L’Egypte c’est avant tout du désert, ces étendues où la raison se perd parce qu’elle ne sait pas par où s’échapper.

Le désert blanc

Au réveil très tôt ce matin là il n’y a rien autour que les dernières étoiles s’évaporant face au soleil qui irise déjà l’horizon indifférent. On dirait que le sablier du monde s’est vidé tout entier et le temps arrêté. L’aube se lève pourtant, diaphane et rose, et scintille au ras des dunes muettes. Ce grand rien n’est ni informe ni nu et les premiers rayons du jour ravivent l’orbe des immensités et délinéent les sculptures meringuées que la nuit, pourtant de pleine lune, avait estompées. Le beau moment du thé brûlant gobeloté les pieds dans le sable encore tiède éloigne davantage les chatoiements nocturnes que saupoudrait le ciel oriental ouvert.
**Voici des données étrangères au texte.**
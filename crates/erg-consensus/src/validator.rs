use serde::{Deserialize, Serialize};

use erg_core::{ErgError, PublicKey, Timestamp, MAX_VALIDATORS};

/// One registered validator. Registration happens out-of-band (operator
/// action); the `active` flag determines quorum membership.
#[derive(Clone, Debug, Serialize, Deserialize)]
pub struct Validator {
    pub pubkey: PublicKey,
    pub name: String,
    pub joined_at: Timestamp,
    pub last_seen: Timestamp,
    pub proposals_made: u64,
    pub validations_made: u64,
    /// Participation score in [0, 1]; informational, not quorum-weighted.
    pub reputation: f64,
    pub active: bool,
}

/// The validator registry. Registration order is stable and drives
/// round-robin leader selection, so it must be identical on every replica.
#[derive(Clone, Debug, Default, Serialize, Deserialize)]
pub struct ValidatorSet {
    validators: Vec<Validator>,
}

impl ValidatorSet {
    pub fn new() -> Self {
        Self::default()
    }

    pub fn register(
        &mut self,
        pubkey: PublicKey,
        name: impl Into<String>,
        now: Timestamp,
    ) -> Result<(), ErgError> {
        if self.validators.len() >= MAX_VALIDATORS {
            return Err(ErgError::ValidatorSetFull {
                max: MAX_VALIDATORS,
            });
        }
        if self.validators.iter().any(|v| v.pubkey == pubkey) {
            return Err(ErgError::ValidatorExists(pubkey.to_hex()));
        }
        self.validators.push(Validator {
            pubkey,
            name: name.into(),
            joined_at: now,
            last_seen: now,
            proposals_made: 0,
            validations_made: 0,
            reputation: 1.0,
            active: true,
        });
        Ok(())
    }

    /// Deactivate without removal: history and counters are retained.
    pub fn deactivate(&mut self, pubkey: &PublicKey) -> Result<(), ErgError> {
        let v = self
            .validators
            .iter_mut()
            .find(|v| v.pubkey == *pubkey)
            .ok_or_else(|| ErgError::NotValidator(pubkey.to_hex()))?;
        v.active = false;
        Ok(())
    }

    pub fn get(&self, pubkey: &PublicKey) -> Option<&Validator> {
        self.validators.iter().find(|v| v.pubkey == *pubkey)
    }

    pub fn is_active(&self, pubkey: &PublicKey) -> bool {
        self.get(pubkey).is_some_and(|v| v.active)
    }

    pub fn active_count(&self) -> usize {
        self.validators.iter().filter(|v| v.active).count()
    }

    pub fn total_count(&self) -> usize {
        self.validators.len()
    }

    pub fn all(&self) -> &[Validator] {
        &self.validators
    }

    /// Quorum threshold: ceil(2/3 · active).
    pub fn quorum(&self) -> usize {
        let active = self.active_count();
        // ceil(2n/3) = (2n + 2) / 3
        (2 * active + 2) / 3
    }

    /// Round-robin leader: the (`leader_index` mod active)'th active
    /// validator in registration order.
    pub fn leader(&self, leader_index: u64) -> Option<&Validator> {
        let active = self.active_count();
        if active == 0 {
            return None;
        }
        let target = (leader_index % active as u64) as usize;
        self.validators.iter().filter(|v| v.active).nth(target)
    }

    // ── Participation bookkeeping ────────────────────────────────────────────

    pub fn record_proposal(&mut self, pubkey: &PublicKey, now: Timestamp) {
        if let Some(v) = self.validators.iter_mut().find(|v| v.pubkey == *pubkey) {
            v.proposals_made += 1;
            v.last_seen = now;
            v.reputation = (v.reputation + 0.01).min(1.0);
        }
    }

    pub fn record_validation(&mut self, pubkey: &PublicKey, now: Timestamp) {
        if let Some(v) = self.validators.iter_mut().find(|v| v.pubkey == *pubkey) {
            v.validations_made += 1;
            v.last_seen = now;
            v.reputation = (v.reputation + 0.01).min(1.0);
        }
    }

    /// Penalise a leader whose round timed out.
    pub fn record_missed_round(&mut self, pubkey: &PublicKey) {
        if let Some(v) = self.validators.iter_mut().find(|v| v.pubkey == *pubkey) {
            v.reputation = (v.reputation - 0.1).max(0.0);
        }
    }
}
Des icebergs crayeux éclosent dans un océan corail, des îles flottantes caramélisent sur un lit de sucre roux, c’est une autre planète, grésillante, épurée jusqu’à l’insoutenable. Avec l’aurore le rêve se dissipe; dans moins de deux heures la lumière sera suffocante, implacable, la luminosité élongera les distances, le paysage débordera des limites, il faudra quitter cet espace de liberté totale où tout est impossible, rendre leur territoire aride aux seules créatures capables d’y vivre, fennecs et scarabées noirs.

Egypte - Désert blanc au réveilEgypte : Désert blanc - Lever de luneEgypte - Désert blancEgypte - Désert blanc : concrétionEgypte - Désert blanc à l'aube

Pour retourner à l’asphalte, le 4×4 slalome à travers cette banquise rocheuse, louvoie au milieu de ce lac pétrifié, une poésie craquelée qui renouvelle inlassablement, sans ombres, des châteaux fantastiques, des bilboquets d’albâtre, des vacherins crémeux, quelques touffes d’herbe à chameaux éparses.

Le désert noir

Il y a 150 Km jusqu’à Al-Bahariya, des bornes de rocaille concassée, broyée, pilée, écorchée, de part et d’autre d’une 3 voies dépeuplée, pailletée et crépitante. Silex, mâchefers et scories constellent les plaines dorées, cuites à point. À la ronde ce n’est qu’une diversité désolée de terrils bruts coiffés de basalte charbon, de monticules volcaniques solitaires et calcinés, un cirque de géants, une œuvre au noir laissée en plan, modelée tout en bosses. Le décor courbe défile tel le générique d’un poignant western doux-amer où il fait bon pleurer à la fin.

Egypte - Route Egypte - Désert noirEgypte - Al-Bahariya, : Désert noirEgypte -Al Bahariya

L’oasis

Comme un mirage, l’apparition de la palmeraie ébouriffée interrompt de verdure pesante la géographie caillouteuse de la route et souffle un air dégagé après l’atmosphère poussiéreuse des pistes. Semblable à un clair-obscur dans une gradation de couleurs cuivrées, l’étape est une parenthèse fraîche, une échancrure exubérante dans un continent inerte. Qu’importe que le lac salé âpre et rêche brûle les yeux et crame la peau, que les lourds régimes de dattes orangées ne tiennent pas leur promesse sucrée, dans cette vallée à l’ordonnance sahélienne il fait bon presque oublier qu’une oasis n’est que le cœur enfoui d’une arène ensablée.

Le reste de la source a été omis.